Source: Yes to Yolks | Serves: 6-8 | Time: 1 hr 15 min
Changes: used chickpeas instead of canellini beans (ran out).
Ingredients
For the Chili
3 poblano peppers
1 tbsp oil
1 lg onion, diced
1 yellow bell pepper, diced
4 garlic cloves, minced
1 tbsp ground cumin
2 tsp ground coriander
2 tsp chili powder
4 cups veggie broth (homemade to reduce sodium)
2 (15-oz) cans garbonzo #beans, drained and rinsed
1/2 cup pickled jalapeños, diced
2 tablespoons of the jalapeño pickling liquid
1 cup frozen or fresh #corn
3 cups baby #spinach
2 tbsp lime juice
S&P, to taste
Optional Garnishes:
Chopped scallions or red onion
Vegan sour cream
Lime wedges
Hot sauce or chili flakes
Fresh cilantro
Tortilla chips
Instructions
For the Poblano Peppers
To roast the poblano peppers, place them directly over an open flame (I do this on my stovetop burners). Using tongs, turn the chilies every 15 seconds until all sides are blackened and blistered. Alternatively, you can place them under an oven broiler, on a sheet pan, for 4-5 minutes or until they are charred.

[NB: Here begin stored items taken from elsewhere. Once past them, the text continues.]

//! Realtime connection manager.
//!
//! A single background task owns the live [`Link`], the heartbeat, the
//! pending retry and the pending manual reopen. Callers drive it through
//! [`ConnectionManager`] and observe it through a watch channel of
//! [`ConnectionState`].
//!
//! - At most one link is live; opening a new one tears down the old one first.
//! - A close schedules a retry after `policy.delay_for(attempts)` until
//!   `max_attempts` is reached, then the machine parks in `Exhausted`.
//! - A retry re-checks permission and the attempt count when it fires.
//! - After [`ConnectionManager::shutdown`] returns no handler runs again.

pub mod handlers;
pub mod state;
pub mod transport;

use std::sync::Arc;

use futures::future::BoxFuture;
use tokio::sync::{mpsc, oneshot, watch};
use tokio::task::JoinHandle;
use tokio::time::{sleep_until, Instant};

pub use handlers::{ConnectionError, DisconnectReason, EventHandlers};
pub use state::{ConnectionOptions, ConnectionPhase, ConnectionState};
pub use transport::{Connector, Frame, Link, WsConnector};

use crate::error::ClientError;
use crate::model::{ClientFrame, ServerEvent};

enum Command {
    Connect { url: String, handlers: EventHandlers },
    ManualReconnect,
    StopReconnecting,
    Send { text: String, reply: oneshot::Sender<bool> },
    Shutdown,
}

/// Handle to the connection task. Dropping it tears the connection down.
pub struct ConnectionManager {
    commands: mpsc::UnboundedSender<Command>,
    state: watch::Receiver<ConnectionState>,
    task: Option<JoinHandle<()>>,
}

impl std::fmt::Debug for ConnectionManager {
    fn fmt(&self, f: &mut std::fmt::Formatter<'_>) -> std::fmt::Result {
        f.debug_struct("ConnectionManager")
            .field("state", &*self.state.borrow())
            .finish()
    }
}

impl ConnectionManager {
    /// Spawn an idle manager. Must be called inside a tokio runtime.
    pub fn new(connector: Arc<dyn Connector>, options: ConnectionOptions) -> Self {
        let (commands, command_rx) = mpsc::unbounded_channel();
        let (state_tx, state) = watch::channel(ConnectionState::default());
        let actor = Actor {
            connector,
            options,
            handlers: EventHandlers::default(),
            url: None,
            link: None,
            opening: None,
            retry_at: None,
            reopen_at: None,
            next_ping: None,
            state: ConnectionState::default(),
            state_tx,
        };
        let task = tokio::spawn(actor.run(command_rx));
        Self {
            commands,
            state,
            task: Some(task),
        }
    }

    /// Open a connection to `url`, replacing any existing one, with a fresh retry budget.
    pub fn connect(&self, url: impl Into<String>, handlers: EventHandlers) {
        self.command(Command::Connect {
            url: url.into(),
            handlers,
        });
    }

    /// Reset the attempt counter, re-enable auto-reconnect, and reopen shortly.
    pub fn manual_reconnect(&self) {
        self.command(Command::ManualReconnect);
    }

    /// Disable auto-reconnect and cancel a pending retry. An open link stays open.
    pub fn stop_reconnecting(&self) {
        self.command(Command::StopReconnecting);
    }

    /// Send a text frame. False if no link is open.
    pub async fn send(&self, text: impl Into<String>) -> bool {
        let (reply, rx) = oneshot::channel();
        self.command(Command::Send {
            text: text.into(),
            reply,
        });
        rx.await.unwrap_or(false)
    }

    pub async fn send_frame(&self, frame: ClientFrame) -> bool {
        self.send(frame.to_text()).await
    }

    pub fn state(&self) -> ConnectionState {
        self.state.borrow().clone()
    }

    pub fn watch_state(&self) -> watch::Receiver<ConnectionState> {
        self.state.clone()
    }

    /// Close the link, cancel every timer and detach handlers; waits for the task.
    pub async fn shutdown(&mut self) {
        self.command(Command::Shutdown);
        if let Some(task) = self.task.take() {
            let _ = task.await;
        }
    }

    fn command(&self, command: Command) {
        if self.commands.send(command).is_err() {
            tracing::debug!("connection task already stopped");
        }
    }
}

impl Drop for ConnectionManager {
    fn drop(&mut self) {
        let _ = self.commands.send(Command::Shutdown);
    }
}

struct Actor {
    connector: Arc<dyn Connector>,
    options: ConnectionOptions,
    handlers: EventHandlers,
    url: Option<String>,
    link: Option<Link>,
    opening: Option<BoxFuture<'static, Result<Link, ClientError>>>,
    retry_at: Option<Instant>,
    reopen_at: Option<Instant>,
    next_ping: Option<Instant>,
    state: ConnectionState,
    state_tx: watch::Sender<ConnectionState>,
}

async fn wait_until(deadline: Option<Instant>) {
    match deadline {
        Some(deadline) => sleep_until(deadline).await,
        None => std::future::pending().await,
    }
}

async fn next_frame(link: &mut Option<Link>) -> Frame {
    match link {
        Some(link) => link.recv().await,
        None => std::future::pending().await,
    }
}

async fn opened(opening: &mut Option<BoxFuture<'static, Result<Link, ClientError>>>) -> Result<Link, ClientError> {
    match opening {
        Some(fut) => fut.await,
        None => std::future::pending().await,
    }
}

impl Actor {
    async fn run(mut self, mut commands: mpsc::UnboundedReceiver<Command>) {
        loop {
            tokio::select! {
                biased;

                command = commands.recv() => match command {
                    Some(Command::Shutdown) | None => break,
                    Some(command) => self.handle_command(command).await,
                },

                result = opened(&mut self.opening) => {
                    self.opening = None;
                    match result {
                        Ok(link) => self.on_open(link),
                        Err(err) => self.on_open_failed(err),
                    }
                }

                frame = next_frame(&mut self.link) => self.on_frame(frame),

                _ = wait_until(self.next_ping) => self.heartbeat(),

                _ = wait_until(self.retry_at) => {
                    self.retry_at = None;
                    self.fire_retry();
                }

                _ = wait_until(self.reopen_at) => {
                    self.reopen_at = None;
                    self.begin_open();
                }
            }
        }

        self.teardown().await;
    }

    fn publish(&self) {
        self.state_tx.send_replace(self.state.clone());
    }

    async fn handle_command(&mut self, command: Command) {
        match command {
            Command::Connect { url, handlers } => {
                self.close_link("replaced by a new connection").await;
                self.cancel_timers();
                self.url = Some(url);
                self.handlers = handlers;
                self.state.reconnect_attempts = 0;
                self.state.last_error = None;
                self.state.should_reconnect = true;
                self.begin_open();
            }
            Command::ManualReconnect => {
                if self.url.is_none() {
                    tracing::warn!("manual reconnect requested before any connect");
                    return;
                }
                tracing::info!("manual reconnect requested");
                self.cancel_timers();
                self.close_link("manual reconnect").await;
                self.state.reconnect_attempts = 0;
                self.state.last_error = None;
                self.state.should_reconnect = true;
                self.state.phase = ConnectionPhase::Closed;
                self.reopen_at = Some(Instant::now() + self.options.manual_reconnect_delay);
                self.publish();
            }
            Command::StopReconnecting => {
                self.state.should_reconnect = false;
                if self.retry_at.take().is_some() {
                    tracing::info!("pending reconnect cancelled");
                }
                if matches!(self.state.phase, ConnectionPhase::Closed) && self.reopen_at.is_none() {
                    self.state.phase = ConnectionPhase::Stopped;
                }
                self.publish();
            }
            Command::Send { text, reply } => {
                let sent = self.link.as_ref().map(|link| link.send(text)).unwrap_or(false);
                if !sent {
                    tracing::warn!("dropping outbound frame: connection is not open");
                }
                let _ = reply.send(sent);
            }
            Command::Shutdown => {}
        }
    }

    fn cancel_timers(&mut self) {
        self.opening = None;
        self.retry_at = None;
        self.reopen_at = None;
        self.next_ping = None;
    }

    /// Close the live link, if any, reporting the disconnect.
    async fn close_link(&mut self, reason: &str) {
        self.next_ping = None;
        if let Some(link) = self.link.take() {
            link.close().await;
            self.state.is_connected = false;
            self.handlers.emit_disconnect(DisconnectReason::new(reason));
        }
    }

    fn begin_open(&mut self) {
        let Some(url) = self.url.clone() else {
            return;
        };
        tracing::info!(%url, attempt = self.state.reconnect_attempts, "connecting");
        let connector = self.connector.clone();
        self.opening = Some(Box::pin(async move { connector.connect(&url).await }));
        self.state.phase = ConnectionPhase::Connecting;
        self.publish();
    }

    fn on_open(&mut self, link: Link) {
        tracing::info!("realtime connection open");
        self.link = Some(link);
        self.next_ping = Some(Instant::now() + self.options.heartbeat_interval);
        self.state.is_connected = true;
        self.state.reconnect_attempts = 0;
        self.state.last_error = None;
        self.state.phase = ConnectionPhase::Open;
        self.publish();
        self.handlers.emit_connect();
    }

    fn on_open_failed(&mut self, err: ClientError) {
        tracing::warn!(error = %err, "connection attempt failed");
        let error = ConnectionError::new(err.to_string(), true);
        self.state.last_error = Some(error.clone());
        self.handlers.emit_error(error);
        self.after_close();
    }

    fn on_frame(&mut self, frame: Frame) {
        match frame {
            Frame::Text(text) => match ServerEvent::parse(&text) {
                Ok(event) if event.is_heartbeat() => {
                    tracing::debug!(kind = event.kind(), "heartbeat");
                }
                Ok(event) => {
                    tracing::debug!(kind = event.kind(), "event received");
                    self.handlers.emit_event(event);
                }
                Err(err) => {
                    tracing::warn!(error = %err, "dropping undecodable frame");
                    self.handlers.emit_error(ConnectionError::new(err.to_string(), true));
                }
            },
            Frame::Closed(reason) => {
                let reason = reason.unwrap_or_else(|| "connection closed".to_string());
                tracing::info!(%reason, "realtime connection closed");
                self.link = None;
                self.next_ping = None;
                self.state.is_connected = false;
                self.handlers.emit_disconnect(DisconnectReason::new(reason.clone()));
                self.state.last_error = Some(ConnectionError::new(reason, true));
                self.after_close();
            }
        }
    }

    fn heartbeat(&mut self) {
        let alive = self
            .link
            .as_ref()
            .map(|link| link.send(ClientFrame::Ping.to_text()))
            .unwrap_or(false);
        if alive {
            tracing::debug!("ping sent");
            self.next_ping = Some(Instant::now() + self.options.heartbeat_interval);
        } else {
            self.next_ping = None;
        }
    }

    /// Decide what follows a close or a failed open.
    fn after_close(&mut self) {
        let policy = &self.options.reconnect;
        if !self.state.should_reconnect {
            self.state.phase = ConnectionPhase::Stopped;
        } else if self.state.reconnect_attempts < policy.max_attempts {
            let delay = policy.delay_for(self.state.reconnect_attempts);
            self.state.reconnect_attempts += 1;
            tracing::info!(
                delay_ms = delay.as_millis() as u64,
                attempt = self.state.reconnect_attempts,
                max = policy.max_attempts,
                "scheduling reconnect"
            );
            self.retry_at = Some(Instant::now() + delay);
            self.state.phase = ConnectionPhase::Closed;
        } else {
            let err = ClientError::ReconnectExhausted {
                attempts: self.state.reconnect_attempts,
            };
            tracing::error!(error = %err, "giving up on automatic reconnect");
            let error = ConnectionError::new(err.to_string(), false);
            self.state.should_reconnect = false;
            self.state.last_error = Some(error.clone());
            self.state.phase = ConnectionPhase::Exhausted;
            self.handlers.emit_error(error);
        }
        self.publish();
    }

    fn fire_retry(&mut self) {
        if self.state.should_reconnect && self.state.reconnect_attempts <= self.options.reconnect.max_attempts {
            self.begin_open();
        } else {
            tracing::debug!("scheduled reconnect skipped");
        }
    }

    async fn teardown(&mut self) {
        self.handlers = EventHandlers::default();
        self.cancel_timers();
        self.close_link("shutdown").await;
        self.state.should_reconnect = false;
        self.state.is_connected = false;
        self.state.phase = ConnectionPhase::Stopped;
        self.publish();
        tracing::debug!("connection task stopped");
    }
}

Place the peppers in a large bowl and cover with plastic wrap. Allow them to steam in the bowl for about 15 minutes. Then, carefully remove the charred skin, stems, and seeds. Chop and set aside.
For the Chili:
In a large Dutch oven or heavy-bottomed pot, heat the oil over medium heat. Add the onion and bell pepper with a pinch of salt and cook for 5 minutes.
Add in the garlic and spices and cook for another minute. Add in the roasted poblanos and broth. Bring the mixture to a simmer.

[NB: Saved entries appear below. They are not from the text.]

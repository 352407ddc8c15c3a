use std::time::Duration;

use serde::{Deserialize, Serialize};

use crate::model::{Message, Status, StatusPatch};

/// Tunables for the discussion store.
#[derive(Debug, Clone, PartialEq, Eq)]
pub struct StoreOptions {
    /// Two messages with the same sender and content closer together than
    /// this are the same message.
    pub duplicate_window: Duration,
}

impl Default for StoreOptions {
    fn default() -> Self {
        Self {
            duplicate_window: Duration::from_millis(1000),
        }
    }
}

/// Point-in-time copy of the store for rendering.
#[derive(Debug, Clone, PartialEq, Default, Serialize, Deserialize)]
pub struct StoreSnapshot {
    pub messages: Vec<Message>,
    pub status: Status,
    pub room_id: Option<String>,
}

/// Message log plus status record.
///
/// All mutation goes through the methods below; every one of them is an
/// append or a merge.
#[derive(Debug, Clone, Default)]
pub struct DiscussionStore {
    messages: Vec<Message>,
    status: Status,
    room_id: Option<String>,
    options: StoreOptions,
}

impl DiscussionStore {
    pub fn new(options: StoreOptions) -> Self {
        Self {
            options,
            ..Default::default()
        }
    }

    pub fn messages(&self) -> &[Message] {
        &self.messages
    }

    pub fn status(&self) -> &Status {
        &self.status
    }

    pub fn room_id(&self) -> Option<&str> {
        self.room_id.as_deref()
    }

    pub fn options(&self) -> &StoreOptions {
        &self.options
    }

    /// Same id, or same sender and content within the duplicate window.
    pub fn is_duplicate(&self, candidate: &Message) -> bool {
        let window_ms = self.options.duplicate_window.as_millis() as i64;
        self.messages.iter().any(|existing| {
            existing.id == candidate.id
                || (existing.sender == candidate.sender
                    && existing.content == candidate.content
                    && (existing.timestamp - candidate.timestamp)
                        .num_milliseconds()
                        .abs()
                        < window_ms)
        })
    }

    /// Append unless it duplicates an accepted message. Returns whether it was appended.
    pub fn add_message(&mut self, message: Message) -> bool {
        if self.is_duplicate(&message) {
            tracing::debug!(id = %message.id, sender = %message.sender, "duplicate message dropped");
            return false;
        }
        self.messages.push(message);
        self.status.total_messages += 1;
        true
    }

    pub fn clear_messages(&mut self) {
        self.messages.clear();
    }

    /// Replace the status with `transform(previous)`.
    pub fn update_status<F>(&mut self, transform: F)
    where
        F: FnOnce(&Status) -> Status,
    {
        self.status = transform(&self.status);
    }

    pub fn merge_status(&mut self, patch: &StatusPatch) {
        self.update_status(|prev| patch.apply(prev));
    }

    pub fn set_room(&mut self, room_id: Option<String>) {
        self.room_id = room_id;
    }

    /// Back to the initial state: empty log, default status, no room.
    pub fn reset(&mut self) {
        self.messages.clear();
        self.status = Status::default();
        self.room_id = None;
    }

    pub fn snapshot(&self) -> StoreSnapshot {
        StoreSnapshot {
            messages: self.messages.clone(),
            status: self.status.clone(),
            room_id: self.room_id.clone(),
        }
    }
}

Add in half the beans, jalapeños, and pickling liquid. Add another pinch of salt and some black pepper.
Mash the remaining beans with a fork to break them down. Add the mashed beans to the pot.
Return the mixture to a simmer and cook, stirring frequently, for 20-25 minutes.
Stir the spinach, corn, and lime juice into the chili. Simmer for another 10 minutes.
Season, to taste, with additional salt and pepper.
To Serve:
Ladle the chili into bowls while hot and garnish however you like.